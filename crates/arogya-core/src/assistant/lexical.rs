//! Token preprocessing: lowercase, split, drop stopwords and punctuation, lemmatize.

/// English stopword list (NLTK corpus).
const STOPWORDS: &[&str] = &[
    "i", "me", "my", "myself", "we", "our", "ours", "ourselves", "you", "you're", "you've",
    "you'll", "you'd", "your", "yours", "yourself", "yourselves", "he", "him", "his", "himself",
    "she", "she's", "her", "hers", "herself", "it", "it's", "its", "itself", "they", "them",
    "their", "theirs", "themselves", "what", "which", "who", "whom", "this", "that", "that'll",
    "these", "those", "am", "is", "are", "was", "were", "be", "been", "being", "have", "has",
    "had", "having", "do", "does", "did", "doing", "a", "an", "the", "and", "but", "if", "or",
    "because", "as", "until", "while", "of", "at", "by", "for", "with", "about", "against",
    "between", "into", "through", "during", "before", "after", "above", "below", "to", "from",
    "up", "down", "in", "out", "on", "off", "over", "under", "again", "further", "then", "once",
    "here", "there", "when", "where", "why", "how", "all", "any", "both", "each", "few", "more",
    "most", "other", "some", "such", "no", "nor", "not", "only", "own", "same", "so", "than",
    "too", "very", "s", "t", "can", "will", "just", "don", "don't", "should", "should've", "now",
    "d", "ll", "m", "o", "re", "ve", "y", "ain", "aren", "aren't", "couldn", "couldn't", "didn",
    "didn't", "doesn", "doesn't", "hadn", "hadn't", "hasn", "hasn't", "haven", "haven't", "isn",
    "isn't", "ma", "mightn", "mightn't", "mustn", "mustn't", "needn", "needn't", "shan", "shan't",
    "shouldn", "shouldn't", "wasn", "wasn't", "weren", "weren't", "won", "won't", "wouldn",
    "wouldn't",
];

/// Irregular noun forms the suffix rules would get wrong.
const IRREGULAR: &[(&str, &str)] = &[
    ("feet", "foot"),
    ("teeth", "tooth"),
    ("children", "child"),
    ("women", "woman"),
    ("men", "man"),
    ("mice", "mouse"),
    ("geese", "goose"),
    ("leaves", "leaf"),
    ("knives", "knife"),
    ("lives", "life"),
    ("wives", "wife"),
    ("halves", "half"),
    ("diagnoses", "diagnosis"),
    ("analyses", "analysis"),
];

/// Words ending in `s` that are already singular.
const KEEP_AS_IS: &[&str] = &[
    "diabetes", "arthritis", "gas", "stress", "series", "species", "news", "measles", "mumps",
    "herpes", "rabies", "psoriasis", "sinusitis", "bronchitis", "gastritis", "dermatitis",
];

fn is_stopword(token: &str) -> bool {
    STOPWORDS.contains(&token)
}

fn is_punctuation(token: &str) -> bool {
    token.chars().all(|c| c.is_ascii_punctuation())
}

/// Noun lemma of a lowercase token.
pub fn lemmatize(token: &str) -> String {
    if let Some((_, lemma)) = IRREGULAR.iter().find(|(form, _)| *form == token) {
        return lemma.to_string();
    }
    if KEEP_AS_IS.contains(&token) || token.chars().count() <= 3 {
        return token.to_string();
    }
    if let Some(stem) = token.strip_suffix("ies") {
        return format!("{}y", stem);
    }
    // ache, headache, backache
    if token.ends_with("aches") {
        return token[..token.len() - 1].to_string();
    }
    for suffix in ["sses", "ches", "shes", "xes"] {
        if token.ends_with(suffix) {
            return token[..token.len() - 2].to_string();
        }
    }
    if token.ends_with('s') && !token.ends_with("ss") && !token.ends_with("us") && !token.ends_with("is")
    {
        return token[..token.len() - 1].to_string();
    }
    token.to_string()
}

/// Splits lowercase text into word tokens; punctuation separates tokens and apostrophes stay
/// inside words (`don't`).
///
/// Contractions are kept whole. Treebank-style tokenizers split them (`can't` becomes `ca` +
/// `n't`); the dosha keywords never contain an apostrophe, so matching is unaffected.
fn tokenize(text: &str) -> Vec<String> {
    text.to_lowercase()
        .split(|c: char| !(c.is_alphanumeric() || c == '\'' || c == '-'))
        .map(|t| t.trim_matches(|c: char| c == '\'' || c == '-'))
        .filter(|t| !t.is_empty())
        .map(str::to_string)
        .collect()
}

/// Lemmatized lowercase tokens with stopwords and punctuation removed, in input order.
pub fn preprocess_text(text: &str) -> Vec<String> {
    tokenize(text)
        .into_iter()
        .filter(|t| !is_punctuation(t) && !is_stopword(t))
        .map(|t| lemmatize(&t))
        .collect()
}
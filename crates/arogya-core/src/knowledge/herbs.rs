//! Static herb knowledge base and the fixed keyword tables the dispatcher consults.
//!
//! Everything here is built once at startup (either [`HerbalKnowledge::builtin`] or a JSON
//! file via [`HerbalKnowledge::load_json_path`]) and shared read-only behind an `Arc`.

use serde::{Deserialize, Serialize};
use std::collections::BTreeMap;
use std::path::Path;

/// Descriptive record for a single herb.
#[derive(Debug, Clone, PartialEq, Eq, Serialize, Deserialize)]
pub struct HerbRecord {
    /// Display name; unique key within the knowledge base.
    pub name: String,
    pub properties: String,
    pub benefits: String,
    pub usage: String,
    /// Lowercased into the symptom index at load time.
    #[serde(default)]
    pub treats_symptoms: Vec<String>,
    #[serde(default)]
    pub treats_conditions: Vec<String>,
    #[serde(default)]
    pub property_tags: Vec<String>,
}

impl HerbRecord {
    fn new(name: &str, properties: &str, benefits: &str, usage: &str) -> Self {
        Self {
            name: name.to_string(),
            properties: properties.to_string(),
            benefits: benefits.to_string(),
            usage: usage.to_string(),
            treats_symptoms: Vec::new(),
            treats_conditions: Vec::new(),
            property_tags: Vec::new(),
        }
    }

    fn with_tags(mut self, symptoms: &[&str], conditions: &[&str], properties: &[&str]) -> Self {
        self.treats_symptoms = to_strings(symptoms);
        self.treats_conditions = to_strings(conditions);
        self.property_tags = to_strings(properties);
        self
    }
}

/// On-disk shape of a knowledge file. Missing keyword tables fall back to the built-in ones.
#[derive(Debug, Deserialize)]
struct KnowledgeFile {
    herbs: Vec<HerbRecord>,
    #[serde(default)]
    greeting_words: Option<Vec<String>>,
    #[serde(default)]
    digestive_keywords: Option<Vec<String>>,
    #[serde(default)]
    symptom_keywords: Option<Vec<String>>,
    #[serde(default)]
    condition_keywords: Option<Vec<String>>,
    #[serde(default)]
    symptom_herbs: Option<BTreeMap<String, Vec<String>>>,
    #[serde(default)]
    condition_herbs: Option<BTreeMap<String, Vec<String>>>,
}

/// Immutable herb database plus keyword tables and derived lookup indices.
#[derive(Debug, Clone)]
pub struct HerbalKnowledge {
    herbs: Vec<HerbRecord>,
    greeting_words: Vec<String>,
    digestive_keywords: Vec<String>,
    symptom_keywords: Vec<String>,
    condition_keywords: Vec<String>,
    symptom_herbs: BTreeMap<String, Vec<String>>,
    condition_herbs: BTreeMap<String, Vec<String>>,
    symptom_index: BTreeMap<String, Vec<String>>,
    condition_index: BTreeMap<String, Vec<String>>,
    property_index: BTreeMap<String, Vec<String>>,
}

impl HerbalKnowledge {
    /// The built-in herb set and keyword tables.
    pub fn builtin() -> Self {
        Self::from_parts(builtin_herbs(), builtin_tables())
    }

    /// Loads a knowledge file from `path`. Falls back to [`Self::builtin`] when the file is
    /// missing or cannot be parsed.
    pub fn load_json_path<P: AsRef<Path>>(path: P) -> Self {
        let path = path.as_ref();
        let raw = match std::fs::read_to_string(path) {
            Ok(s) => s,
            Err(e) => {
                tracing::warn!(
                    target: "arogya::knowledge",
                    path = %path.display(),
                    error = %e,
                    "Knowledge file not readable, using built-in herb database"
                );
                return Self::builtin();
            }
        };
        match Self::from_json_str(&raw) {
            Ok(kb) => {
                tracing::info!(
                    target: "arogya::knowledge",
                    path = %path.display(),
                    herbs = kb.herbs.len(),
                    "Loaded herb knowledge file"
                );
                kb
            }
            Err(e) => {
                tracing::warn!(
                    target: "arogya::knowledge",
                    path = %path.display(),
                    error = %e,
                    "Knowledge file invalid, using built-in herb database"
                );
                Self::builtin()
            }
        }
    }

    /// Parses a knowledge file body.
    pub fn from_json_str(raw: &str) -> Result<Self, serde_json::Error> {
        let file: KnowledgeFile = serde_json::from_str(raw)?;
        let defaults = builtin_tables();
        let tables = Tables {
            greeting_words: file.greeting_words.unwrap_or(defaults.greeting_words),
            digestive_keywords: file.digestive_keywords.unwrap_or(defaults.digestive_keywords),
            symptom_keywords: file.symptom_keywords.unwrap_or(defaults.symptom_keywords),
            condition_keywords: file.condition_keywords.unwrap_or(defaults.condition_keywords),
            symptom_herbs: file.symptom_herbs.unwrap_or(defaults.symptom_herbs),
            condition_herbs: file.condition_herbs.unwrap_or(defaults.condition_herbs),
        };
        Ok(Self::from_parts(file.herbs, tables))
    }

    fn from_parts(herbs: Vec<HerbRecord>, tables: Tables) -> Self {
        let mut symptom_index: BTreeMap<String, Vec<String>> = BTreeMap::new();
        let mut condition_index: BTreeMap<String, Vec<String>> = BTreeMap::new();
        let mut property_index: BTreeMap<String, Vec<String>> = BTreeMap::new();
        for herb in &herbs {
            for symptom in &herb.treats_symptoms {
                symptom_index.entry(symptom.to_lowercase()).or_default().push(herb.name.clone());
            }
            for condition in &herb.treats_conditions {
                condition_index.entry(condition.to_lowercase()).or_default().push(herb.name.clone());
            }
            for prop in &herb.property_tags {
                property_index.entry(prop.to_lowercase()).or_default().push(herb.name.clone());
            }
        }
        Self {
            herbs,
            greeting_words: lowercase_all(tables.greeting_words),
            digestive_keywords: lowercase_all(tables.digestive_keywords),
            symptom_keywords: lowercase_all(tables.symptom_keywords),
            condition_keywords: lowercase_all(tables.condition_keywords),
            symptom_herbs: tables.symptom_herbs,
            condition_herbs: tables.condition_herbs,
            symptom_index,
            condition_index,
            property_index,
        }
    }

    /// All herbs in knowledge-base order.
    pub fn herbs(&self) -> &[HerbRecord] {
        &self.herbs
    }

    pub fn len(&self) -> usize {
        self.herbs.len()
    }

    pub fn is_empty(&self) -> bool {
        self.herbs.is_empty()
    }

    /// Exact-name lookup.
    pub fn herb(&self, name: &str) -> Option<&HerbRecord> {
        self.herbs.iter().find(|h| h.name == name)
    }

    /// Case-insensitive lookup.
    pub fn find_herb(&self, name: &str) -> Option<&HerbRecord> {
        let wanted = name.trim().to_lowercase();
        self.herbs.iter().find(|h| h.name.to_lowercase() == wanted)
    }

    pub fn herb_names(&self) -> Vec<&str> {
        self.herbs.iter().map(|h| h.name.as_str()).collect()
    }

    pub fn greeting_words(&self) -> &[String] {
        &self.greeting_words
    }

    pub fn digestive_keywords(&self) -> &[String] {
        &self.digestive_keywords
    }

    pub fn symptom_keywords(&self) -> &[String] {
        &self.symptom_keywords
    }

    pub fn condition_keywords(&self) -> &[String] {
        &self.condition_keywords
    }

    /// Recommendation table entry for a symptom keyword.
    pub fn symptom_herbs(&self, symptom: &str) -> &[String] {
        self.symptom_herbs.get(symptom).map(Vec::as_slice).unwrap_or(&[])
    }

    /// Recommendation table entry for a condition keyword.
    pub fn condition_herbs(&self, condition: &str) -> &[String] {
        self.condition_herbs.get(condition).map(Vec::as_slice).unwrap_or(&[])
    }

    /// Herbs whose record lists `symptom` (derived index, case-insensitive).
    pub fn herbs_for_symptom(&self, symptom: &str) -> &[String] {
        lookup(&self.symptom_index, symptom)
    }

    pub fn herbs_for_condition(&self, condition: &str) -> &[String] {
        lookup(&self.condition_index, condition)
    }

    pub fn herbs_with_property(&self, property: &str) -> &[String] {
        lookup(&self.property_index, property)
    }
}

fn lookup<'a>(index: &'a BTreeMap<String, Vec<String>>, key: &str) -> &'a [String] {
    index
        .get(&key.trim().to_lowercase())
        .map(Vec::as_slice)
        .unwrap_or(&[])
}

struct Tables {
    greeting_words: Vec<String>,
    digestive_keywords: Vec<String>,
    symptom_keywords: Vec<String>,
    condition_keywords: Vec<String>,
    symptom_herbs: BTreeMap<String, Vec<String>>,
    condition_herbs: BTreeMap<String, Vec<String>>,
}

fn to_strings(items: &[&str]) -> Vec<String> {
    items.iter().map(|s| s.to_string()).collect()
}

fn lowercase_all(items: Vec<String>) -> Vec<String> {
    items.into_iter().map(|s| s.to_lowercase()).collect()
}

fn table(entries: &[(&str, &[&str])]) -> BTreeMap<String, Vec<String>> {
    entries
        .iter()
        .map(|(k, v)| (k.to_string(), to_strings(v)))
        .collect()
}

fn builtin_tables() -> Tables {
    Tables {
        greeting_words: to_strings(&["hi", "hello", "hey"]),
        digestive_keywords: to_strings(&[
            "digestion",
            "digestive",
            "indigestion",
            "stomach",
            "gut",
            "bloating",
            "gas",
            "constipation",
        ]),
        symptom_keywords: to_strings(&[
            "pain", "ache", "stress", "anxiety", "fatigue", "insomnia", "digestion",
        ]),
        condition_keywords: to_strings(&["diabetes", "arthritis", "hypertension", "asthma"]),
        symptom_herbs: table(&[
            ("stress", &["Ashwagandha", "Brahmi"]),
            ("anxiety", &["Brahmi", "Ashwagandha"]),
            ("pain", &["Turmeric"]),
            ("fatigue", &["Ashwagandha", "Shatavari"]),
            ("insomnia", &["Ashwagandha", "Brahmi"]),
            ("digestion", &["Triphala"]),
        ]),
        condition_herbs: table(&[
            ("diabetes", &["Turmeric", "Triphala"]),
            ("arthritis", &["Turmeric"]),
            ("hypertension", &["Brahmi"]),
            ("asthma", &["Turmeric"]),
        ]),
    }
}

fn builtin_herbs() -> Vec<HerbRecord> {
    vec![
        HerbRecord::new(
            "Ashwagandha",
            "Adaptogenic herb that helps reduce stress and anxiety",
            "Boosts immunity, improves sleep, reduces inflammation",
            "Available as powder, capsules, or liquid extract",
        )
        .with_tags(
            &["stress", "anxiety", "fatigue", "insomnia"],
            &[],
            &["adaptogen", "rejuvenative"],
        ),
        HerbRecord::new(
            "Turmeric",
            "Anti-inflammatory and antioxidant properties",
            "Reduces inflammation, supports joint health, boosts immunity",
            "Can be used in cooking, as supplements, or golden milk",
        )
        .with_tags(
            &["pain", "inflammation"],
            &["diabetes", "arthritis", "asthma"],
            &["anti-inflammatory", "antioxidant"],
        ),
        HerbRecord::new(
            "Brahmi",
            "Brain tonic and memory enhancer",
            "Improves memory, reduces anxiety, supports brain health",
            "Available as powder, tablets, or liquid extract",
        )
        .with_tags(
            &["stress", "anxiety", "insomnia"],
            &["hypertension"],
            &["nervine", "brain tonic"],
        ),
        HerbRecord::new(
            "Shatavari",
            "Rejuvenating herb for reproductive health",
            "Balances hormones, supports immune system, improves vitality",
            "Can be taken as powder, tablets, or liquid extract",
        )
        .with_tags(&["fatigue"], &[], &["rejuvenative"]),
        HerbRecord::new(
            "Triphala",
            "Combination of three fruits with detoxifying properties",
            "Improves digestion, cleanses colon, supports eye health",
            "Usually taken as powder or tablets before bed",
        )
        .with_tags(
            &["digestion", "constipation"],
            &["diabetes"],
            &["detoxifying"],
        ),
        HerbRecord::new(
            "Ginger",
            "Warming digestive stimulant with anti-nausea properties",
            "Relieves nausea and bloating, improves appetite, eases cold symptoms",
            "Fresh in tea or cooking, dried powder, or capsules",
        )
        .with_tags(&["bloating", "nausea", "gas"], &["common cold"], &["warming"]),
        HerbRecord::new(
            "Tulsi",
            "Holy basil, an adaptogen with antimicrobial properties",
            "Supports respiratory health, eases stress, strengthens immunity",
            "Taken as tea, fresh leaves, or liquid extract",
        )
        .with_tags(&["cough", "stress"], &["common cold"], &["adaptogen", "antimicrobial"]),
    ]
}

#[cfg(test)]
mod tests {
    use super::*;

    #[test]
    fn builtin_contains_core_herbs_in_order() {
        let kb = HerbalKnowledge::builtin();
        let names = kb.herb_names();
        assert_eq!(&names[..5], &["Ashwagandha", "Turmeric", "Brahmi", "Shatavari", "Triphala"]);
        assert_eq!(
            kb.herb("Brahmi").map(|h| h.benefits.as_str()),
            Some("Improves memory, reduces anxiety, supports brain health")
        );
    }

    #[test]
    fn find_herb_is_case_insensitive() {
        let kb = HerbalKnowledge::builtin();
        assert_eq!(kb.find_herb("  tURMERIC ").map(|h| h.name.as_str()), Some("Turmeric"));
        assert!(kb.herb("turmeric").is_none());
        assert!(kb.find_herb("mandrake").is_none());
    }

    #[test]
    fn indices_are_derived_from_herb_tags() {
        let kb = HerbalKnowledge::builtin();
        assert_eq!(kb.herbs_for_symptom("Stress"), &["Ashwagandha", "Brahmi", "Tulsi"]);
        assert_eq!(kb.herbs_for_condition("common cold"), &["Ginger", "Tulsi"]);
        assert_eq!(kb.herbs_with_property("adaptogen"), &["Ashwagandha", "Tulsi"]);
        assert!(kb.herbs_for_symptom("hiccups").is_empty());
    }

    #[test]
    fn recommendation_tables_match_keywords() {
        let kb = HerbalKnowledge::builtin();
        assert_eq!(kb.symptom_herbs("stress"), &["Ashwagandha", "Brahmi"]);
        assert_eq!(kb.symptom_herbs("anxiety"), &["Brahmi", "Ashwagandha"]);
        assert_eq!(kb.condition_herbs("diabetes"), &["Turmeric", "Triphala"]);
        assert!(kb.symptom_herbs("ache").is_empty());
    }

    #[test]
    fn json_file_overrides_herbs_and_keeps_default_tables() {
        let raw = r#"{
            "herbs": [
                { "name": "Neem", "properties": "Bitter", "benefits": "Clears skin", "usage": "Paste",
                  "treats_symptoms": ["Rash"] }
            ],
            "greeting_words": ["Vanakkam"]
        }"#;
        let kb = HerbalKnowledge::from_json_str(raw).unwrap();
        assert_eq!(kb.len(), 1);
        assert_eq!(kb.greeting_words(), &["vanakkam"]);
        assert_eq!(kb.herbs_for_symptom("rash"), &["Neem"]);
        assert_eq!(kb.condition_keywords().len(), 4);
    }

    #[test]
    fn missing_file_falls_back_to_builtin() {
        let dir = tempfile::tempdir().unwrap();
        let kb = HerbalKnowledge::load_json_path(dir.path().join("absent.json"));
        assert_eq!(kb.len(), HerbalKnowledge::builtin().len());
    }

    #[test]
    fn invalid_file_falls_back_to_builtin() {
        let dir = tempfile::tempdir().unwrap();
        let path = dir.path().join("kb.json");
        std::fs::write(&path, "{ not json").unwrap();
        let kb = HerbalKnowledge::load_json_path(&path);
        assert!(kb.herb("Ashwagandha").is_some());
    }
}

* **Exercise brief**
What lines above hold the word "inflammatory"? List them all.

* **Your response**
            "Anti-inflammatory and antioxidant properties",
            &["anti-inflammatory", "antioxidant"],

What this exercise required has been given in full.